8 - Le salut par le conformisme

On vous donne un patron et il faut le copier sans rien y changer : couper ici, rétrécir là, piquer, surpiquer, pincer, serrer aux entournures, ajouter des boutons, des agrafes, des cordons, cintrer, froncer, plisser, corseter, crocheter, raccourcir, etc. Le résultat ressemble beaucoup à une camisole et la manière, à la force du poing. Mais, enfin, on est tranquille aussi dans une prison, comme est obligé de le reconnaître ce chantre de la liberté qu'est Rousseau, et le poing peut devenir occasionnellement poignée de main : il suffit de faire preuve de doigté. Alors, on se faufile dans le costume étroit et l'on retient le mode d'emploi du pensionnaire-pensionné. Ce n'est pas difficile. Il faut dire oui aux Grands et encore oui. Se taire quand ils parlent. Et ce n'est pas difficile non plus : ils font les questions et les réponses, et n'attendent pas que vous acquiesciez. Votre oui est donc seulement un mouvement du chef (pardon, le langage aussi porte la camisole !), un hochement de tête de pensionné, c'est-à-dire escompté et même pas remarqué. Il faut aimer ce qu'ils aiment, détester ce qu'ils détestent et se tenir coi quand ils ne savent pas. C'est plus difficile, mais on y arrive avec de l'exercice. Certes, le cœur a ses raisons, assure Pascal, et ses intermittences, ajoute Proust, mais pour vous, il a ses peurs et le danger ici est aussi grand qu'Eux. Le cœur donc devra aussi se rétrécir, se rapetisser, autrement dit se serrer, se contracter et surtout se briser. Il répondra ainsi présent à l'une des injonctions qu'ils chérissent particulièrement : être dans les lieux communs comme chez soi. Et un cœur n'est-il pas fait pour être brisé... comme on casse la croûte chez le manant, avec le même naturel et le même allant ?

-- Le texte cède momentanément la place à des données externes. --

//! Paragraph fallback chunking for files without structural support.

use tracing::debug;

use super::{line_count, ChunkMetadata, ChunkType, Chunker, RawChunk};

/// Default maximum words per chunk.
pub const DEFAULT_MAX_CHUNK_SIZE: usize = 500;

/// Default words shared between consecutive windows of a split paragraph.
pub const DEFAULT_CHUNK_OVERLAP: usize = 50;

/// Splits content on blank lines. Paragraphs longer than `max_chunk_size`
/// words are cut into overlapping windows. Content with no blank line at all
/// is returned as a single block.
#[derive(Debug, Clone)]
pub struct ParagraphChunker {
    max_chunk_size: usize,
    chunk_overlap: usize,
}

impl ParagraphChunker {
    pub fn new(max_chunk_size: usize, chunk_overlap: usize) -> Self {
        let max_chunk_size = max_chunk_size.max(1);
        // Windows must always advance by at least one word.
        let chunk_overlap = chunk_overlap.min(max_chunk_size - 1);
        Self {
            max_chunk_size,
            chunk_overlap,
        }
    }

    pub fn max_chunk_size(&self) -> usize {
        self.max_chunk_size
    }

    pub fn chunk_overlap(&self) -> usize {
        self.chunk_overlap
    }

    /// Cut one oversized paragraph into windows of `max_chunk_size` words,
    /// each advancing by `max_chunk_size - chunk_overlap` words. Line ranges
    /// follow the lines the window's first and last words sit on.
    fn split_paragraph(&self, para: &str, start_line: usize, out: &mut Vec<RawChunk>) {
        let mut words = Vec::new();
        let mut word_lines = Vec::new();
        for (offset, line) in para.split('\n').enumerate() {
            for word in line.split_whitespace() {
                words.push(word);
                word_lines.push(offset);
            }
        }

        let step = self.max_chunk_size - self.chunk_overlap;
        let mut i = 0;
        while i < words.len() {
            let end = (i + self.max_chunk_size).min(words.len());
            let text = words[i..end].join(" ");
            out.push((
                text,
                ChunkMetadata::new(
                    start_line + word_lines[i],
                    start_line + word_lines[end - 1],
                    ChunkType::Paragraph,
                    None,
                ),
            ));

            if end == words.len() {
                break;
            }
            i += step;
        }
    }
}

impl Default for ParagraphChunker {
    fn default() -> Self {
        Self::new(DEFAULT_MAX_CHUNK_SIZE, DEFAULT_CHUNK_OVERLAP)
    }
}

impl Chunker for ParagraphChunker {
    fn chunk(&self, content: &str, path: &str) -> Vec<RawChunk> {
        if content.trim().is_empty() {
            return Vec::new();
        }

        // Without blank-line separators the whole file is one block,
        // whatever its length.
        if !content.contains("\n\n") {
            return vec![(content.to_string(), ChunkMetadata::whole_file(line_count(content)))];
        }

        let mut chunks = Vec::new();
        let mut cursor = 1;

        for piece in content.split("\n\n") {
            let trimmed_start = piece.trim_start();
            let leading_newlines = piece[..piece.len() - trimmed_start.len()].matches('\n').count();
            let para = piece.trim();

            if !para.is_empty() {
                let start_line = cursor + leading_newlines;
                let para_lines = para.matches('\n').count() + 1;

                if para.split_whitespace().count() <= self.max_chunk_size {
                    chunks.push((
                        para.to_string(),
                        ChunkMetadata::new(
                            start_line,
                            start_line + para_lines - 1,
                            ChunkType::Paragraph,
                            None,
                        ),
                    ));
                } else {
                    self.split_paragraph(para, start_line, &mut chunks);
                }
            }

            // The separator itself accounts for two line breaks.
            cursor += piece.matches('\n').count() + 2;
        }

        if chunks.is_empty() {
            return vec![(content.to_string(), ChunkMetadata::whole_file(line_count(content)))];
        }

        debug!("Chunked {} into {} chunks using fallback strategy", path, chunks.len());
        chunks
    }
}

Donc le patron (homme politique, capitaliste, chef de bande, etc.) affirme que tout le monde ne fonctionne qu'à l'argent et que c'est seulement un tiroir caisse qu'il ouvre et qu'il ferme quand il a affaire à ses pensionnés. Aristote lui-même soutenait, avec toute l'armature de la logique au service des intérêts de la cité, que les travailleurs étaient des navettes, simples éléments qui vont et viennent des métiers à tisser. Il n'y a donc là rien de scandaleux. La loi d'argent est une loi de fer. Tout le monde en conviendra qui n'a de grain que de bon sens (et non de folie, est-il besoin de le préciser ?). Pourquoi donc cette velléité de protester ? Parce qu'enfin ! Parce que tout de même ! Parce qu'encore !
Parce que néanmoins !...
Vous n'allez pas passer en revue tous les adverbes et faire votre petit Montaigne : « Parce que c'était lui, parce que c'était moi », cette fleurette qui sent son Assise ! Il n'y a que le sonnant et le trébuchant, a dit le patron et prenez garde de ne pas trébucher si vous ne voulez pas sonner le glas de votre propre moi.

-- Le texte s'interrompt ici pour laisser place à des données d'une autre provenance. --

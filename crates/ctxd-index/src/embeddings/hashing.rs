//! Deterministic feature-hashing embeddings.
//!
//! Each lowercased word and each of its character trigrams is hashed into
//! one of `dimensions` buckets with a hash-derived sign, then the vector is
//! L2-normalized. Identical text always yields an identical vector, and
//! texts sharing vocabulary land close together. No model or network is
//! needed.

use async_trait::async_trait;
use sha2::{Digest, Sha256};

use super::{l2_normalize, EmbeddingError, EmbeddingProvider};

/// Offline embedder based on the hashing trick.
#[derive(Debug, Clone)]
pub struct HashEmbeddings {
    dimensions: usize,
    model: String,
}

impl HashEmbeddings {
    pub fn new(dimensions: usize) -> Self {
        let dimensions = dimensions.max(1);
        Self {
            dimensions,
            model: format!("feature-hash-{}", dimensions),
        }
    }

    fn add_feature(&self, vector: &mut [f32], feature: &str, weight: f32) {
        let digest = Sha256::digest(feature.as_bytes());
        let mut bucket_bytes = [0u8; 8];
        bucket_bytes.copy_from_slice(&digest[..8]);
        let bucket = (u64::from_le_bytes(bucket_bytes) % self.dimensions as u64) as usize;
        let sign = if digest[8] & 1 == 0 { 1.0 } else { -1.0 };
        vector[bucket] += sign * weight;
    }

    /// Embed synchronously.
    pub fn embed_sync(&self, text: &str) -> Vec<f32> {
        let mut vector = vec![0.0f32; self.dimensions];
        let lowered = text.to_lowercase();

        for word in lowered
            .split(|c: char| !c.is_alphanumeric() && c != '_')
            .filter(|w| !w.is_empty())
        {
            self.add_feature(&mut vector, word, 1.0);

            let chars: Vec<char> = word.chars().collect();
            if chars.len() > 3 {
                for window in chars.windows(3) {
                    let gram: String = window.iter().collect();
                    self.add_feature(&mut vector, &format!("#{}", gram), 0.5);
                }
            }
        }

        l2_normalize(&mut vector);
        vector
    }
}

impl Default for HashEmbeddings {
    fn default() -> Self {
        Self::new(crate::DEFAULT_DIMENSIONS)
    }
}

#[async_trait]
impl EmbeddingProvider for HashEmbeddings {
    async fn embed(&self, text: &str) -> Result<Vec<f32>, EmbeddingError> {
        Ok(self.embed_sync(text))
    }

    async fn embed_batch(&self, texts: &[String]) -> Result<Vec<Vec<f32>>, EmbeddingError> {
        Ok(texts.iter().map(|t| self.embed_sync(t)).collect())
    }

    fn dimensions(&self) -> usize {
        self.dimensions
    }

    fn model_name(&self) -> &str {
        &self.model
    }

    fn max_batch_size(&self) -> usize {
        256
    }
}

#[cfg(test)]
mod tests {
    use super::*;

    fn dot(a: &[f32], b: &[f32]) -> f32 {
        a.iter().zip(b).map(|(x, y)| x * y).sum()
    }

    #[test]
    fn test_deterministic_and_normalized() {
        let embedder = HashEmbeddings::new(384);
        let a = embedder.embed_sync("def foo():\n    return 1");
        let b = embedder.embed_sync("def foo():\n    return 1");

        assert_eq!(a.len(), 384);
        assert_eq!(a, b);
        assert!((dot(&a, &a) - 1.0).abs() < 1e-5);
    }

    #[test]
    fn test_similar_text_is_closer() {
        let embedder = HashEmbeddings::default();
        let query = embedder.embed_sync("parse configuration file");
        let near = embedder.embed_sync("function to parse the configuration file");
        let far = embedder.embed_sync("render html template widget");

        assert!(dot(&query, &near) > dot(&query, &far));
    }

    #[test]
    fn test_empty_text_is_zero_vector() {
        let embedder = HashEmbeddings::new(16);
        assert!(embedder.embed_sync("  ").iter().all(|x| *x == 0.0));
    }

    #[tokio::test]
    async fn test_batch_matches_single() {
        let embedder = HashEmbeddings::new(32);
        let texts = vec!["alpha".to_string(), "beta gamma".to_string()];

        let batch = embedder.embed_batch(&texts).await.unwrap();
        assert_eq!(batch.len(), 2);
        assert_eq!(batch[1], embedder.embed("beta gamma").await.unwrap());
        assert_eq!(embedder.model_name(), "feature-hash-32");
    }
}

Car le patron n'est que le représentant, le porte-parole de plus grand que soi, de bien grand, la Duchesse Société. Elle fait et défait les réputations dans son salon et envoie ses hérauts sur les places crier ses proclamations qui deviennent opinion, publique et sacrée. Un coup d'éventail sur vos doigts et ce sont tous vos proches qui vous tournent le dos et la foule qui attend l'occasion de vous rompre les os. Lisez Bergson et ce qu'il dit du rouleau compresseur de cette morale de la pression. Elle transforme l'homme, ce « roi de l'univers », en fourmi laborieuse et en navette. Lisez encore Bergson et ce qu'il dit de la morale de l'aspiration, de l'appel des héros et des saints. Du cœur soulevé d'enthousiasme, des camisoles arrachées et du cercle brisé de la fatalité.

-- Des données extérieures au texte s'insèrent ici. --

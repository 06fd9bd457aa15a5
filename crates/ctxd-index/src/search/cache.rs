//! Bounded LRU map for query results.

use std::collections::{BTreeMap, HashMap};
use std::hash::Hash;

/// Least-recently-used cache with a fixed capacity.
///
/// Every `get` hit and `put` stamps the entry with a fresh tick; eviction
/// removes the entry with the oldest tick.
pub struct LruCache<K, V> {
    capacity: usize,
    entries: HashMap<K, (V, u64)>,
    order: BTreeMap<u64, K>,
    tick: u64,
}

impl<K, V> LruCache<K, V>
where
    K: Eq + Hash + Clone,
    V: Clone,
{
    /// A capacity of zero yields a cache that stores nothing.
    pub fn new(capacity: usize) -> Self {
        Self {
            capacity,
            entries: HashMap::new(),
            order: BTreeMap::new(),
            tick: 0,
        }
    }

    fn next_tick(&mut self) -> u64 {
        self.tick += 1;
        self.tick
    }

    pub fn get(&mut self, key: &K) -> Option<V> {
        let tick = self.next_tick();
        let (value, stamp) = self.entries.get_mut(key)?;
        let previous = std::mem::replace(stamp, tick);
        let value = value.clone();

        self.order.remove(&previous);
        self.order.insert(tick, key.clone());
        Some(value)
    }

    pub fn put(&mut self, key: K, value: V) {
        if self.capacity == 0 {
            return;
        }

        let tick = self.next_tick();
        if let Some((_, previous)) = self.entries.insert(key.clone(), (value, tick)) {
            self.order.remove(&previous);
        }
        self.order.insert(tick, key);

        while self.entries.len() > self.capacity {
            let Some((_, oldest)) = self.order.pop_first() else {
                break;
            };
            self.entries.remove(&oldest);
        }
    }

    /// Drop every entry.
    pub fn clear(&mut self) {
        self.entries.clear();
        self.order.clear();
    }

    pub fn len(&self) -> usize {
        self.entries.len()
    }

    pub fn is_empty(&self) -> bool {
        self.entries.is_empty()
    }

    pub fn capacity(&self) -> usize {
        self.capacity
    }
}
//! Incremental semantic code indexing and search for ctxd.
//!
//! This crate provides:
//! - Structure-aware chunking (tree-sitter definitions, markdown sections, paragraphs)
//! - Gitignore-aware file discovery with content-hash change detection
//! - Pluggable embedding providers (local ONNX, HTTP, feature hashing)
//! - A persisted chunk store with vector, BM25 and hybrid retrieval
//! - Mode-dispatching search with filters and a result cache
//! - Result de-duplication, recency re-ranking and context expansion

pub mod change;
pub mod chunker;
pub mod discovery;
pub mod embeddings;
pub mod enhancer;
pub mod git;
pub mod indexer;
pub mod progress;
pub mod search;
pub mod store;

// Re-exports
pub use chunker::{ChunkMetadata, ChunkType, Chunker, ChunkerSet};
pub use discovery::{DiscoveryConfig, FileDiscovery};
pub use embeddings::{create_provider, embedding_fingerprint, EmbeddingProvider, EmbeddingSettings, ProviderKind};
pub use git::{GitCli, GitInfoProvider};
pub use indexer::{FileOutcome, Indexer, IndexerConfig, RunSummary, SkipReason};
pub use progress::{ProgressCallback, ProgressEvent, ProgressReporter};
pub use search::{SearchConfig, SearchEngine, SearchError, SearchMode, SearchQuery, SearchResult};
pub use store::{Chunk, ChunkStore, IndexStats, LocalStore, SearchFilter, StoreError};

/// Default embedding dimensions (all-MiniLM-L6-v2)
pub const DEFAULT_DIMENSIONS: usize = 384;

/// Index location relative to the project root
pub const INDEX_DIR: &str = ".ctxd/index";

On vous donne un patron et il faut le copier sans rien y changer : couper ici, rétrécir là, piquer, surpiquer, pincer, serrer aux entournures, ajouter des boutons, des agrafes, des cordons, cintrer, froncer, plisser, corseter, crocheter, raccourcir, etc. Le résultat ressemble beaucoup à une camisole et la manière, à la force du poing. Mais, enfin, on est tranquille aussi dans une prison,...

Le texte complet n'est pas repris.